長い沈黙の後に息を吐く。凄まじく疲れたと言わざるを得ないだろう。

この途方もない大きさを誇る結界内部を自分の魔力で満たして領域を上書きする。そしてそれらを全て取り込んで糧とする。言葉にすればそれだけの事。だがそれだけとは簡単には言えない程厳しかった。

無窮結界-永劫剥離-

そう呼ばれるだけの事はあると断言してもいい。スイでなければ神を除く殆ど全ての生命体に対して有効な手段だと言える。

世界を幾つ内包してもおかしくないほどに広大な虚無の世界。肉体へと襲い掛かる急速な時の加速。そしてそれを自覚出来ない精神の鈍化。何も無いからこそ何かを作って攻略も出来ず、仮に作れても時の加速による風化で即座に使い物にならなくなる。
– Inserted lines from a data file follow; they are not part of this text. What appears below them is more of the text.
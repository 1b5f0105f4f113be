//! Status classification for calls and analyses.
//!
//! Pure and total: every input, including null and the empty string, maps to
//! exactly one class. Unrecognized labels become `Unknown` and never fail a
//! query or an aggregation.

use std::sync::OnceLock;

use regex::Regex;
use serde::Serialize;

use crate::types::AnalysisRecord;

#[derive(Debug, Clone, Copy, PartialEq, Eq, Hash, Serialize)]
#[serde(rename_all = "lowercase")]
pub enum Sentiment {
    Positive,
    Neutral,
    Negative,
    Unknown,
}

impl Sentiment {
    pub fn classify(label: Option<&str>) -> Self {
        match normalized(label).as_deref() {
            Some("positive") => Sentiment::Positive,
            Some("neutral") => Sentiment::Neutral,
            Some("negative") => Sentiment::Negative,
            _ => Sentiment::Unknown,
        }
    }
}

#[derive(Debug, Clone, Copy, PartialEq, Eq, Hash, Serialize)]
#[serde(rename_all = "lowercase")]
pub enum AlertStatus {
    Ok,
    Warning,
    Error,
    Unknown,
}

impl AlertStatus {
    pub fn classify(label: Option<&str>) -> Self {
        match normalized(label).as_deref() {
            Some("ok") => AlertStatus::Ok,
            Some("warning") => AlertStatus::Warning,
            Some("error") => AlertStatus::Error,
            _ => AlertStatus::Unknown,
        }
    }

    /// Warning and error are the only statuses that disqualify a call.
    pub fn is_failure(self) -> bool {
        matches!(self, AlertStatus::Warning | AlertStatus::Error)
    }
}

#[derive(Debug, Clone, Copy, PartialEq, Eq, Hash, Serialize)]
#[serde(rename_all = "lowercase")]
pub enum CallOutcome {
    Completed,
    Missed,
}

fn missed_pattern() -> &'static Regex {
    static PATTERN: OnceLock<Regex> = OnceLock::new();
    PATTERN.get_or_init(|| {
        Regex::new(r"(?i)missed|no-answer|failed").expect("missed-call regex should compile")
    })
}

impl CallOutcome {
    /// Derive the outcome from the disconnection reason. No reason means
    /// nothing went wrong.
    pub fn classify(disconnection_reason: Option<&str>) -> Self {
        match disconnection_reason {
            Some(reason) if missed_pattern().is_match(reason) => CallOutcome::Missed,
            _ => CallOutcome::Completed,
        }
    }
}

/// A call counts as successful only once it has been analyzed and the
/// analysis raised no warning or error. Unanalyzed calls are not successes.
pub fn is_successful(analysis: Option<&AnalysisRecord>) -> bool {
    analysis.is_some_and(|a| !AlertStatus::classify(a.alert_status.as_deref()).is_failure())
}

fn normalized(label: Option<&str>) -> Option<String> {
    label.map(|l| l.trim().to_lowercase())
}

#[cfg(test)]
mod tests {
    use chrono::Utc;

    use super::*;

    fn analysis(alert: Option<&str>) -> AnalysisRecord {
        AnalysisRecord {
            id: 1,
            call_id: 1,
            created_at: Utc::now(),
            sentiment: None,
            sentiment_confidence: None,
            agent_confidence: None,
            alert_status: alert.map(str::to_string),
            summary: None,
            positive_indicators: None,
            negative_indicators: None,
            buying_signals: None,
        }
    }

    #[test]
    fn test_outcome_classification() {
        assert_eq!(CallOutcome::classify(None), CallOutcome::Completed);
        assert_eq!(CallOutcome::classify(Some("")), CallOutcome::Completed);
        assert_eq!(
            CallOutcome::classify(Some("Customer requested no-answer retry")),
            CallOutcome::Missed
        );
        assert_eq!(CallOutcome::classify(Some("dial_FAILED")), CallOutcome::Missed);
        assert_eq!(CallOutcome::classify(Some("Missed call")), CallOutcome::Missed);
        assert_eq!(
            CallOutcome::classify(Some("user_hangup")),
            CallOutcome::Completed
        );
    }

    #[test]
    fn test_sentiment_is_case_insensitive_with_unknown_fallback() {
        assert_eq!(Sentiment::classify(Some("Positive")), Sentiment::Positive);
        assert_eq!(Sentiment::classify(Some(" NEGATIVE ")), Sentiment::Negative);
        assert_eq!(Sentiment::classify(Some("neutral")), Sentiment::Neutral);
        assert_eq!(Sentiment::classify(Some("ecstatic")), Sentiment::Unknown);
        assert_eq!(Sentiment::classify(None), Sentiment::Unknown);
    }

    #[test]
    fn test_alert_status_classification() {
        assert_eq!(AlertStatus::classify(Some("OK")), AlertStatus::Ok);
        assert_eq!(AlertStatus::classify(Some("Warning")), AlertStatus::Warning);
        assert_eq!(AlertStatus::classify(Some("error")), AlertStatus::Error);
        assert_eq!(AlertStatus::classify(Some("")), AlertStatus::Unknown);
        assert_eq!(AlertStatus::classify(None), AlertStatus::Unknown);
    }

    #[test]
    fn test_success_requires_analysis_without_alert() {
        assert!(!is_successful(None));
        assert!(is_successful(Some(&analysis(Some("ok")))));
        assert!(is_successful(Some(&analysis(None))));
        assert!(is_successful(Some(&analysis(Some("pending")))));
        assert!(!is_successful(Some(&analysis(Some("warning")))));
        assert!(!is_successful(Some(&analysis(Some("ERROR")))));
    }
}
更に外の世界では封印した対象の研究が出来るだけの十分な時の猶予が生まれる上、結界を攻略しようとして気付いた内部の生命体のエネルギーを奪う術式。

肉体の摩耗、精神の摩耗、エネルギー奪取による弱体化、何年掛けても全容を把握出来ない広大な空間。封印された者達にとってかなり極悪な結界だと言える。

寿命が存在せず精神の変容も極微小で無尽蔵に魔力を生み出して奪われるよりも増える方が多いだけの素因を持つ存在であるスイだからこそ結界内を魔力で満たしきれたと断言出来る。勿論条件が揃えば他の誰かでも出来るだろうがかなり稀有な存在だろう。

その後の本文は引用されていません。